Para-triathlete Steadman announces Paris 2024 could be her last dance. GETTY IMAGES

Last Monday's bronze medallist and Tokyo 2020 Olympic champion has decided to retire at the end of these Paralympic Games. Having made her debut as a para-swimmer at Beijing 2008, and with three medals to her name, she has chosen the most important event to step away from competition.

Lauren Steadman has called it a day. "I think these were my last Summer Games, what it took for me mentally to get here... I've had a very similar journey to Adam Peaty. I could have done more. You can always do more as an athlete, but I did what I could with the state of mind I was in," Steadman told BBC Radio Manchester.

She returned with the strength to compete atthe Paralympic Games, having needed a mental break after winning gold in the Para-triathlon at Tokyo 2020. She took a break long enough to regain her strength and enjoy a chosen ending. It is a privilege for an athlete to be able to choose when to retire.
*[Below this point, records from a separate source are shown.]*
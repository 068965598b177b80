//! `EditorSession`: one editing session (model + key translator).
//!
//! The runtime feeds every input event here, one at a time; the held-key
//! repeater's events arrive through the same path and are indistinguishable
//! from the original key press.

use crate::{DispatchResult, KeyTranslator, LoadError, SaveError, dispatch, io_ops};
use core_events::InputEvent;
use core_model::{EditorModel, RenderSnapshot};
use core_state::{Document, EditorState, Mode};
use core_text::Position;
use std::path::PathBuf;
use tracing::{debug, error};

#[derive(Debug)]
pub struct EditorSession {
    model: EditorModel,
    translator: KeyTranslator,
}

impl EditorSession {
    pub fn new(state: EditorState, visible_height: usize) -> Self {
        Self {
            model: EditorModel::new(state, visible_height),
            translator: KeyTranslator::new(),
        }
    }

    /// Empty, unnamed document.
    pub fn empty(chunk_size: usize, visible_height: usize) -> Self {
        Self::new(EditorState::new(Document::new(chunk_size)), visible_height)
    }

    /// Load `path` (tabs expanded). Saving writes back to the same path.
    pub fn open(
        path: PathBuf,
        chunk_size: usize,
        visible_height: usize,
    ) -> Result<Self, LoadError> {
        let document = io_ops::load_document(&path, chunk_size)?;
        Ok(Self::new(EditorState::with_file(document, path), visible_height))
    }

    /// Translate and apply one input event. A failed save is reported in the
    /// status line and returned; the session stays usable.
    pub fn handle_input(&mut self, event: &InputEvent) -> Result<DispatchResult, SaveError> {
        let had_status = self.model.state_mut().status.take().is_some();
        let pending_before = self.translator.pending();
        let mode = self.model.state().mode;
        let mut result = match self.translator.translate(mode, event) {
            Some(action) => match dispatch(action, &mut self.model) {
                Ok(r) => r,
                Err(e) => {
                    error!(target: "actions.dispatch", error = %e, "save_failed");
                    self.model.state_mut().set_status(format!("save failed: {e}"));
                    return Err(e);
                }
            },
            None => DispatchResult::clean(),
        };
        if had_status || pending_before != self.translator.pending() {
            result.dirty = true;
        }
        debug!(
            target: "actions.dispatch",
            dirty = result.dirty,
            modified = result.modified,
            quit = result.quit,
            "input_handled"
        );
        Ok(result)
    }

    /// Terminal resize: new visible text height.
    pub fn resize(&mut self, visible_height: usize) {
        self.model.set_visible_height(visible_height);
    }

    pub fn snapshot(&self) -> RenderSnapshot {
        self.model.snapshot(&self.translator.pending())
    }

    pub fn model(&self) -> &EditorModel {
        &self.model
    }

    pub fn mode(&self) -> Mode {
        self.model.state().mode
    }

    pub fn cursor(&self) -> Position {
        self.model.view().cursor.position
    }

    pub fn preferred_column(&self) -> usize {
        self.model.view().cursor.preferred_column
    }

    pub fn pending(&self) -> String {
        self.translator.pending()
    }

    pub fn document(&self) -> &Document {
        &self.model.state().document
    }

    /// Rows of the document as strings.
    pub fn lines(&self) -> Vec<String> {
        let doc = self.document();
        (0..doc.row_count()).map(|r| doc.row_text(r)).collect()
    }

    pub fn is_dirty(&self) -> bool {
        self.model.state().dirty
    }
}
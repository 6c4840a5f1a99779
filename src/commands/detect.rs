// `dev detect [--json]`: shows what the platform detector sees.

use colored::Colorize;

use crate::libs::platform_detector;
use crate::libs::shell::SystemShell;
use crate::log_info;
use crate::schemas::platform::PlatformDescriptor;

pub fn run(json: bool) -> anyhow::Result<()> {
    let platform = platform_detector::detect(&SystemShell);
    if json {
        println!("{}", render_json(&platform)?);
    } else {
        log_info!("Platform:        {}", platform.kind.to_string().cyan());
        log_info!("Architecture:    {}", platform.architecture);
        log_info!("Package manager: {}", platform.package_manager.green());
        if let Some(version) = &platform.os_version {
            log_info!("OS version:      {}", version);
        }
    }
    Ok(())
}

fn render_json(platform: &PlatformDescriptor) -> serde_json::Result<String> {
    serde_json::to_string_pretty(platform)
}
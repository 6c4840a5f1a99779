// Everything a platform installer needs for one run, bundled so the dispatch
// signature stays `fn(&InstallContext) -> ...`.

use std::path::PathBuf;
use std::time::Duration;

use crate::libs::downloads::Fetcher;
use crate::libs::lifecycle::InstallError;
use crate::libs::shell::Shell;
use crate::libs::utilities::path_helpers::expand_path;
use crate::package_managers::apt::Apt;
use crate::package_managers::brew::Homebrew;
use crate::package_managers::choco::Chocolatey;
use crate::package_managers::dnf::Dnf;
use crate::package_managers::snap::Snap;
use crate::package_managers::winget::Winget;
use crate::schemas::command::{CommandResult, CommandSpec};
use crate::schemas::platform::PlatformDescriptor;
use crate::schemas::settings::Settings;

pub struct InstallContext<'a> {
    pub platform: PlatformDescriptor,
    pub shell: &'a dyn Shell,
    pub fetcher: &'a dyn Fetcher,
    pub settings: &'a Settings,
}

impl<'a> InstallContext<'a> {
    pub fn new(
        platform: PlatformDescriptor,
        shell: &'a dyn Shell,
        fetcher: &'a dyn Fetcher,
        settings: &'a Settings,
    ) -> Self {
        InstallContext {
            platform,
            shell,
            fetcher,
            settings,
        }
    }

    pub fn brew(&self) -> Homebrew<'a> {
        Homebrew::new(self.shell)
    }

    pub fn apt(&self) -> Apt<'a> {
        Apt::new(self.shell)
    }

    /// DNF or YUM, whichever the detector recorded for this host.
    pub fn dnf(&self) -> Dnf<'a> {
        Dnf::with_binary(self.shell, &self.platform.package_manager)
    }

    pub fn choco(&self) -> Chocolatey<'a> {
        Chocolatey::new(self.shell)
    }

    pub fn winget(&self) -> Winget<'a> {
        Winget::new(self.shell)
    }

    #[allow(dead_code)]
    pub fn snap(&self) -> Snap<'a> {
        Snap::new(self.shell)
    }

    pub fn default_timeout(&self) -> Option<Duration> {
        self.settings.timeouts.default_timeout()
    }

    pub fn extended_timeout(&self) -> Option<Duration> {
        self.settings.timeouts.extended_timeout()
    }

    /// Runs a command that must succeed. Applies the default timeout when the
    /// spec has none; a non-zero exit becomes `CommandFailed`.
    pub fn run_checked(&self, spec: CommandSpec) -> Result<CommandResult, InstallError> {
        let spec = match spec.timeout {
            Some(_) => spec,
            None => {
                let timeout = self.default_timeout();
                spec.timeout(timeout)
            }
        };
        let result = self.shell.run(&spec)?;
        if result.success() {
            Ok(result)
        } else {
            Err(InstallError::command_failed(&spec, &result))
        }
    }

    /// Runs a probe command; any failure (including spawn failure) is `None`.
    pub fn probe(&self, spec: CommandSpec) -> Option<CommandResult> {
        self.shell.run(&spec).ok().filter(CommandResult::success)
    }

    pub fn user_bin_dir(&self) -> PathBuf {
        expand_path(&self.settings.user_bin_dir)
    }

    pub fn shell_profiles(&self) -> Vec<PathBuf> {
        self.settings
            .shell_profiles
            .iter()
            .map(|p| expand_path(p))
            .collect()
    }
}
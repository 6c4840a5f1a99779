// Unpacking of vendor release archives.

use flate2::read::GzDecoder;
use std::fs::{self, File};
use std::io;
use std::path::{Path, PathBuf};
use tar::Archive;
use zip::ZipArchive;

use colored::Colorize;

use crate::log_debug;

/// Archive formats we unpack in-process.
#[derive(Debug, Clone, Copy, PartialEq, Eq)]
pub enum ArchiveKind {
    TarGz,
    Zip,
}

impl ArchiveKind {
    /// Derives the format from a file name; `None` for anything we do not
    /// unpack ourselves.
    pub fn from_file_name(name: &str) -> Option<Self> {
        let lower = name.to_lowercase();
        if lower.ends_with(".tar.gz") || lower.ends_with(".tgz") {
            Some(ArchiveKind::TarGz)
        } else if lower.ends_with(".zip") {
            Some(ArchiveKind::Zip)
        } else {
            None
        }
    }
}

/// Extracts `src` into `dest/extracted` and returns that directory.
pub fn extract_archive(src: &Path, dest: &Path, kind: ArchiveKind) -> io::Result<PathBuf> {
    log_debug!(
        "[Utils] Extracting {:?} archive {} into {}",
        kind,
        src.display().to_string().blue(),
        dest.display().to_string().cyan()
    );

    let extracted = dest.join("extracted");
    fs::create_dir_all(&extracted)?;

    match kind {
        ArchiveKind::TarGz => {
            let mut archive = Archive::new(GzDecoder::new(File::open(src)?));
            archive.unpack(&extracted)?;
        }
        ArchiveKind::Zip => {
            let mut archive = ZipArchive::new(File::open(src)?)?;
            archive.extract(&extracted)?;
        }
    }

    log_debug!("[Utils] Archive contents available at: {}", extracted.display().to_string().green());
    Ok(extracted)
}

#[cfg(test)]
mod tests {
    use super::*;
    use flate2::Compression;
    use flate2::write::GzEncoder;
    use std::io::Write;

    fn tar_gz_with(path_in_archive: &str, contents: &[u8]) -> Vec<u8> {
        let mut builder = tar::Builder::new(GzEncoder::new(Vec::new(), Compression::default()));
        let mut header = tar::Header::new_gnu();
        header.set_size(contents.len() as u64);
        header.set_mode(0o755);
        header.set_cksum();
        builder.append_data(&mut header, path_in_archive, contents).unwrap();
        builder.into_inner().unwrap().finish().unwrap()
    }

    #[test]
    fn kind_from_file_name() {
        assert_eq!(ArchiveKind::from_file_name("pandoc-3.7-linux-arm64.tar.gz"), Some(ArchiveKind::TarGz));
        assert_eq!(ArchiveKind::from_file_name("pandoc-3.7-windows-x86_64.ZIP"), Some(ArchiveKind::Zip));
        assert_eq!(ArchiveKind::from_file_name("yq_linux_amd64"), None);
    }

    #[test]
    fn unpacks_tar_gz() {
        let dir = tempfile::tempdir().unwrap();
        let archive = dir.path().join("pandoc.tar.gz");
        fs::write(&archive, tar_gz_with("pandoc-3.7/bin/pandoc", b"#!/bin/sh\n")).unwrap();

        let out = extract_archive(&archive, dir.path(), ArchiveKind::TarGz).unwrap();
        assert!(out.join("pandoc-3.7/bin/pandoc").is_file());
    }

    #[test]
    fn unpacks_zip() {
        let dir = tempfile::tempdir().unwrap();
        let archive = dir.path().join("pandoc.zip");
        {
            let mut writer = zip::ZipWriter::new(File::create(&archive).unwrap());
            writer
                .start_file("pandoc-3.7/pandoc.exe", zip::write::FileOptions::default())
                .unwrap();
            writer.write_all(b"MZ").unwrap();
            writer.finish().unwrap();
        }

        let out = extract_archive(&archive, dir.path(), ArchiveKind::Zip).unwrap();
        assert!(out.join("pandoc-3.7/pandoc.exe").is_file());
    }

    #[test]
    fn corrupt_archive_is_an_error() {
        let dir = tempfile::tempdir().unwrap();
        let archive = dir.path().join("broken.zip");
        fs::write(&archive, b"not a zip").unwrap();
        assert!(extract_archive(&archive, dir.path(), ArchiveKind::Zip).is_err());
    }
}
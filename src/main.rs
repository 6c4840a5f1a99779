mod cli;
mod commands;
mod installers;
mod libs;
mod logger;
mod package_managers;
mod schemas;

use std::process::ExitCode;

use clap::{Parser, Subcommand};
use cli::type_enums::ToolKind;
use commands::{check, detect, install, list, version};
use libs::config_loading::load_settings;
use libs::paths::resolve_config_path;

#[derive(Parser)]
#[command(name = "dev")]
#[command(about = "Install developer tools with the right package manager for this machine", long_about = None)]
struct Cli {
    /// Turn debugging information on
    #[arg(short, long, global = true)]
    debug: bool,

    /// Path to config.yaml (defaults to ~/.dev-install/config.yaml)
    #[arg(long, global = true, env = "DEV_INSTALL_CONFIG")]
    config: Option<String>,

    #[command(subcommand)]
    command: Commands,
}

#[derive(Subcommand)]
enum Commands {
    /// Install a tool
    Install {
        /// compilers, jq, yq, go, pandoc, gitego, file, pngyu or chocolatey
        tool: ToolKind,
    },
    /// Show whether a tool is available and installed
    Check { tool: ToolKind },
    /// List every tool and its status on this machine
    List,
    /// Print the detected platform
    Detect {
        #[arg(long)]
        json: bool,
    },
    /// Print version information
    Version,
}

fn main() -> ExitCode {
    let cli = Cli::parse();
    logger::init(cli.debug);

    match run(cli) {
        Ok(()) => ExitCode::SUCCESS,
        Err(err) => {
            log_error!("{:#}", err);
            ExitCode::FAILURE
        }
    }
}

fn run(cli: Cli) -> anyhow::Result<()> {
    let settings = || -> anyhow::Result<_> {
        let path = resolve_config_path(cli.config.as_deref());
        Ok(load_settings(&path)?)
    };

    match cli.command {
        Commands::Install { tool } => install::run(tool, settings()?),
        Commands::Check { tool } => check::run(tool, settings()?),
        Commands::List => list::run(settings()?),
        Commands::Detect { json } => detect::run(json),
        Commands::Version => {
            version::run();
            Ok(())
        }
    }
}
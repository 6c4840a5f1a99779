// This file implements the application's logging system.
// It provides macros for the INFO, WARN, ERROR and DEBUG levels with colored
// prefixes. Progress (INFO) is written to stdout so it can be piped, everything
// else goes to stderr.

use std::sync::OnceLock;
use std::sync::atomic::{AtomicBool, Ordering};

// `log_info!` for installer progress and results.
#[macro_export]
macro_rules! log_info {
    ($($arg:tt)*) => {{
        use colored::Colorize as _;
        println!("{} {}", "[INFO]".bright_green(), format!($($arg)*))
    }};
}

// `log_warn!` for non-fatal conditions the user should know about.
#[macro_export]
macro_rules! log_warn {
    ($($arg:tt)*) => {{
        use colored::Colorize as _;
        eprintln!("{} {}", "[WARN]".bright_yellow(), format!($($arg)*))
    }};
}

// `log_error!` for failed installs and anything the user must act on.
#[macro_export]
macro_rules! log_error {
    ($($arg:tt)*) => {{
        use colored::Colorize as _;
        eprintln!("{} {}", "[ERROR]".bright_red(), format!($($arg)*))
    }};
}

// `log_debug!` only prints when `--debug` was passed.
#[macro_export]
macro_rules! log_debug {
    ($($arg:tt)*) => {{
        if $crate::logger::is_debug_enabled() {
            use colored::Colorize as _;
            eprintln!("{} {}", "[DEBUG]".dimmed(), format!($($arg)*));
        }
    }};
}

// Global flag to control debug logging, initialized once.
static DEBUG_ENABLED: OnceLock<AtomicBool> = OnceLock::new();

/// Initializes the logger, setting the global debug mode.
/// Call once at startup, before any installer runs.
///
/// # Arguments
/// * `debug`: If `true`, `log_debug!` output is printed.
pub fn init(debug: bool) {
    DEBUG_ENABLED
        .get_or_init(|| AtomicBool::new(debug))
        .store(debug, Ordering::Relaxed);

    if debug {
        log_debug!("Logger initialized in DEBUG mode");
    }
}

/// Checks if debug logging is currently enabled.
/// Defaults to `false` if `init` was never called (e.g. in unit tests).
pub fn is_debug_enabled() -> bool {
    DEBUG_ENABLED
        .get()
        .map(|f| f.load(Ordering::Relaxed))
        .unwrap_or(false)
}
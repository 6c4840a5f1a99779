use std::path::PathBuf;

use crate::log_debug;

/// Expands `~` and environment variables (`$HOME`, `${XDG_CONFIG_HOME}`) in a
/// configured path.
///
/// Unknown variables leave the input untouched rather than failing; the path
/// is then used literally and any problem surfaces when it is opened.
pub fn expand_path(path: &str) -> PathBuf {
    match shellexpand::full(path) {
        Ok(expanded) => PathBuf::from(expanded.as_ref()),
        Err(e) => {
            log_debug!("[Utils] Could not expand '{}': {}. Using it verbatim.", path, e);
            PathBuf::from(shellexpand::tilde(path).as_ref())
        }
    }
}

/// `~/.dev-install`, or `./.dev-install` when no home directory is known.
pub fn app_dir() -> PathBuf {
    dirs::home_dir()
        .unwrap_or_else(|| PathBuf::from("."))
        .join(".dev-install")
}
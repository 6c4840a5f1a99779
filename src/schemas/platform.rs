//! # Platform Schema
//!
//! The platform descriptor is computed once per run by the detector and then
//! handed to every installer. Installers `match` on [`PlatformKind`] to pick a
//! platform function, so adding a kind forces every dispatch table to decide
//! what to do with it.

use serde::{Serialize, Serializer};
use std::fmt;

/// The host families `dev install` knows how to serve.
///
/// `Unsupported` carries the raw identifier of a host we could not map (for
/// example the `ID` of an unknown Linux distribution) so messages can name it.
#[derive(Debug, Clone, PartialEq, Eq, Hash)]
pub enum PlatformKind {
    Macos,
    Ubuntu,
    Debian,
    Wsl,
    Raspbian,
    AmazonLinux,
    Rhel,
    Fedora,
    Windows,
    GitBash,
    Unsupported(String),
}

impl PlatformKind {
    /// Snake-case identifier, as printed in messages and JSON.
    pub fn as_str(&self) -> &str {
        match self {
            PlatformKind::Macos => "macos",
            PlatformKind::Ubuntu => "ubuntu",
            PlatformKind::Debian => "debian",
            PlatformKind::Wsl => "wsl",
            PlatformKind::Raspbian => "raspbian",
            PlatformKind::AmazonLinux => "amazon_linux",
            PlatformKind::Rhel => "rhel",
            PlatformKind::Fedora => "fedora",
            PlatformKind::Windows => "windows",
            PlatformKind::GitBash => "gitbash",
            PlatformKind::Unsupported(raw) => raw,
        }
    }

    /// Parses a snake-case identifier. Anything unknown becomes `Unsupported`.
    pub fn from_id(id: &str) -> Self {
        match id.trim().to_lowercase().as_str() {
            "macos" => PlatformKind::Macos,
            "ubuntu" => PlatformKind::Ubuntu,
            "debian" => PlatformKind::Debian,
            "wsl" => PlatformKind::Wsl,
            "raspbian" => PlatformKind::Raspbian,
            "amazon_linux" => PlatformKind::AmazonLinux,
            "rhel" => PlatformKind::Rhel,
            "fedora" => PlatformKind::Fedora,
            "windows" => PlatformKind::Windows,
            "gitbash" => PlatformKind::GitBash,
            other => PlatformKind::Unsupported(other.to_string()),
        }
    }

    /// Debian-derived hosts that use APT.
    pub fn is_debian_family(&self) -> bool {
        matches!(
            self,
            PlatformKind::Ubuntu | PlatformKind::Debian | PlatformKind::Wsl | PlatformKind::Raspbian
        )
    }

    /// Red Hat-derived hosts that use DNF or YUM.
    pub fn is_redhat_family(&self) -> bool {
        matches!(
            self,
            PlatformKind::AmazonLinux | PlatformKind::Rhel | PlatformKind::Fedora
        )
    }
}

impl fmt::Display for PlatformKind {
    fn fmt(&self, f: &mut fmt::Formatter<'_>) -> fmt::Result {
        f.write_str(self.as_str())
    }
}

impl Serialize for PlatformKind {
    fn serialize<S: Serializer>(&self, serializer: S) -> Result<S::Ok, S::Error> {
        serializer.serialize_str(self.as_str())
    }
}

/// Everything an installer needs to know about the host.
#[derive(Debug, Clone, PartialEq, Eq, Serialize)]
pub struct PlatformDescriptor {
    #[serde(rename = "type")]
    pub kind: PlatformKind,
    /// Raw machine string, e.g. `x86_64`, `aarch64`, `armv7l`.
    pub architecture: String,
    /// Name of the native package manager binary (`brew`, `apt`, `dnf`, ...).
    pub package_manager: String,
    /// Product version for macOS, `VERSION_ID` on Linux. Used for version gates.
    #[serde(skip_serializing_if = "Option::is_none")]
    pub os_version: Option<String>,
}

impl PlatformDescriptor {
    pub fn new(kind: PlatformKind, architecture: &str, package_manager: &str) -> Self {
        PlatformDescriptor {
            kind,
            architecture: architecture.to_string(),
            package_manager: package_manager.to_string(),
            os_version: None,
        }
    }

    pub fn with_os_version(mut self, version: &str) -> Self {
        self.os_version = Some(version.to_string());
        self
    }
}
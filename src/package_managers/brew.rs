//! # Homebrew Adapter
//!
//! Wraps the `brew` CLI for formulae and casks.
//!
//! ## Output formats relied on
//!
//! - `brew list --versions <name>` prints `name 1.7.1 1.6` (newest last) and
//!   exits 1 when the formula or cask is not installed.
//! - `brew search <query>` prints one name per line when piped, with `==>`
//!   section headers for formulae and casks.

use std::sync::LazyLock;

use colored::Colorize;
use regex::Regex;

use crate::libs::shell::Shell;
use crate::package_managers::{InstallOptions, PackageManager, mutate, query_stdout};
use crate::schemas::command::{CommandSpec, InstallResult, PackageInfo};
use crate::{log_debug, log_warn};

static VERSIONS_LINE: LazyLock<Regex> = LazyLock::new(|| {
    Regex::new(r"^(?P<name>\S+)\s+(?P<versions>.+)$").expect("valid regex")
});

pub struct Homebrew<'a> {
    shell: &'a dyn Shell,
}

impl<'a> Homebrew<'a> {
    pub fn new(shell: &'a dyn Shell) -> Self {
        Homebrew { shell }
    }

    /// Builds `brew install [--cask] <formula>[@version] [extra args]`.
    fn install_command(package: &str, options: &InstallOptions) -> CommandSpec {
        let mut spec = CommandSpec::new("brew").arg("install");
        if options.cask {
            spec = spec.arg("--cask");
        }
        // Versioned formulae use `name@version`, e.g. `go@1.22`.
        spec = match options.version.as_deref().map(str::trim) {
            Some(version) if !version.is_empty() => spec.arg(format!("{package}@{version}")),
            _ => spec.arg(package),
        };
        spec.args(options.extra_args.iter().cloned())
            .timeout(options.timeout)
    }
}

impl PackageManager for Homebrew<'_> {
    fn name(&self) -> &str {
        "brew"
    }

    fn is_installed(&self) -> bool {
        self.shell.command_exists("brew")
    }

    fn install(&self, package: &str, options: &InstallOptions) -> InstallResult {
        let spec = Homebrew::install_command(package, options);
        log_debug!("[Brew] Prepared command: {}", spec.to_string().cyan());
        let result = mutate(self.shell, &spec);
        if !result.success {
            log_warn!("[Brew] Failed to install '{}'", package.bold());
        }
        result
    }

    fn uninstall(&self, package: &str) -> InstallResult {
        mutate(self.shell, &CommandSpec::new("brew").args(["uninstall", package]))
    }

    fn is_package_installed(&self, package: &str) -> bool {
        query_stdout(
            self.shell,
            &CommandSpec::new("brew").args(["list", "--versions", package]),
        )
        .is_some_and(|out| !out.trim().is_empty())
    }

    fn package_version(&self, package: &str) -> Option<String> {
        let out = query_stdout(
            self.shell,
            &CommandSpec::new("brew").args(["list", "--versions", package]),
        )?;
        out.lines().find_map(parse_versions_line)?.version
    }

    fn upgrade(&self, package: Option<&str>) -> InstallResult {
        let spec = CommandSpec::new("brew").arg("upgrade");
        let spec = match package {
            Some(name) => spec.arg(name),
            None => spec,
        };
        mutate(self.shell, &spec)
    }

    fn search(&self, query: &str) -> Vec<PackageInfo> {
        query_stdout(self.shell, &CommandSpec::new("brew").args(["search", query]))
            .map(|out| parse_search(&out))
            .unwrap_or_default()
    }

    fn list_installed(&self) -> Vec<PackageInfo> {
        query_stdout(self.shell, &CommandSpec::new("brew").args(["list", "--versions"]))
            .map(|out| out.lines().filter_map(parse_versions_line).collect())
            .unwrap_or_default()
    }
}

/// `jq 1.6 1.7.1` → `jq` at `1.7.1`. Homebrew lists versions oldest first
/// when several kegs exist, so the last one is current.
fn parse_versions_line(line: &str) -> Option<PackageInfo> {
    let caps = VERSIONS_LINE.captures(line.trim())?;
    let version = caps["versions"].split_whitespace().last();
    Some(PackageInfo::named(&caps["name"]).with_version(version))
}

fn parse_search(output: &str) -> Vec<PackageInfo> {
    output
        .lines()
        .map(str::trim)
        .filter(|line| !line.is_empty() && !line.starts_with("==>"))
        .flat_map(str::split_whitespace)
        .map(PackageInfo::named)
        .collect()
}

#[cfg(test)]
mod tests {
    use super::*;
    use crate::libs::test_support::FakeShell;

    #[test]
    fn cask_install_uses_cask_flag() {
        let shell = FakeShell::new();
        let brew = Homebrew::new(&shell);
        let options = InstallOptions {
            cask: true,
            ..Default::default()
        };
        assert!(brew.install("pngyu", &options).success);
        assert_eq!(shell.calls(), vec!["brew install --cask pngyu"]);
    }

    #[test]
    fn version_pin_uses_at_syntax() {
        let options = InstallOptions {
            version: Some("1.22".into()),
            ..Default::default()
        };
        let spec = Homebrew::install_command("go", &options);
        assert_eq!(spec.to_string(), "brew install go@1.22");
    }

    #[test]
    fn reads_newest_version_from_list_output() {
        let shell = FakeShell::new().respond("brew list --versions jq", 0, "jq 1.6 1.7.1\n");
        let brew = Homebrew::new(&shell);
        assert!(brew.is_package_installed("jq"));
        assert_eq!(brew.package_version("jq").as_deref(), Some("1.7.1"));
    }

    #[test]
    fn missing_formula_is_not_installed() {
        let shell = FakeShell::new().respond("brew list --versions", 1, "");
        let brew = Homebrew::new(&shell);
        assert!(!brew.is_package_installed("pandoc"));
        assert_eq!(brew.package_version("pandoc"), None);
    }

    #[test]
    fn search_skips_section_headers() {
        let out = "==> Formulae\nyq\npython-yq\n\n==> Casks\nyacreader\n";
        let names: Vec<_> = parse_search(out).into_iter().map(|p| p.name).collect();
        assert_eq!(names, vec!["yq", "python-yq", "yacreader"]);
    }

    #[test]
    fn list_installed_tolerates_garbage_lines() {
        let shell = FakeShell::new().respond(
            "brew list --versions",
            0,
            "jq 1.7.1\nlonely\npandoc 3.1 3.2\n",
        );
        let listed = Homebrew::new(&shell).list_installed();
        assert_eq!(listed.len(), 2);
        assert_eq!(listed[1].name, "pandoc");
        assert_eq!(listed[1].version.as_deref(), Some("3.2"));
    }
}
"I love triathlon, I love cycling, but maybe not at the level that I usually perform at, so I think it's a good time to retire when you're really happy and you've enjoyed something," she added in her statements. Sixteen years have passed since her Paralympic debut. It was in Beijing in 2008, but she competed as a para-swimmer. After two editions, she changed sports and took up triathlon. On Monday, after winning bronze, she found peace. Now she is thinking about what she is going to do when she retires. 

Filling the time is often not easy, but Steadman already knows what she wants to do. Her restless and multi-faceted nature has led her to focus on many things, and she will continue her studies into the mental health of athletes at the University of Portsmouth. "She told the BBC, "I've really learnt more about who I am outside of sport in the last three years.


Claire Cashmore, Grace Norman, and Lauren Steadman on the podium at Paris 2024. GETTY IMAGES
Claire Cashmore, Grace Norman, and Lauren Steadman on the podium at Paris 2024. GETTY IMAGES

Steadman's sporting life has seen it all. She was favourite to win the sport's first Paralympic gold medal when it debuted at Rio 2016, but only came second. It was a huge blow. The following year, she finished four seconds ahead ofAmerican Grace Norman at the World Championships in Rotterdam, Netherlands. It gave her wings and led to her Paralympic title at Tokyo 2020. And then she reinvented herself by adding a new discipline to her routine: dance.

Her off-season training included a fourth discipline alongside swimming, cycling and running: dance. It worked. Now it seems likely that Paris really was her last dance. "I'm getting to the point where I'd really like to find someone, I'd really like to have a family. Simple things that other people have. But when you're an athlete, they're not so easy," she said.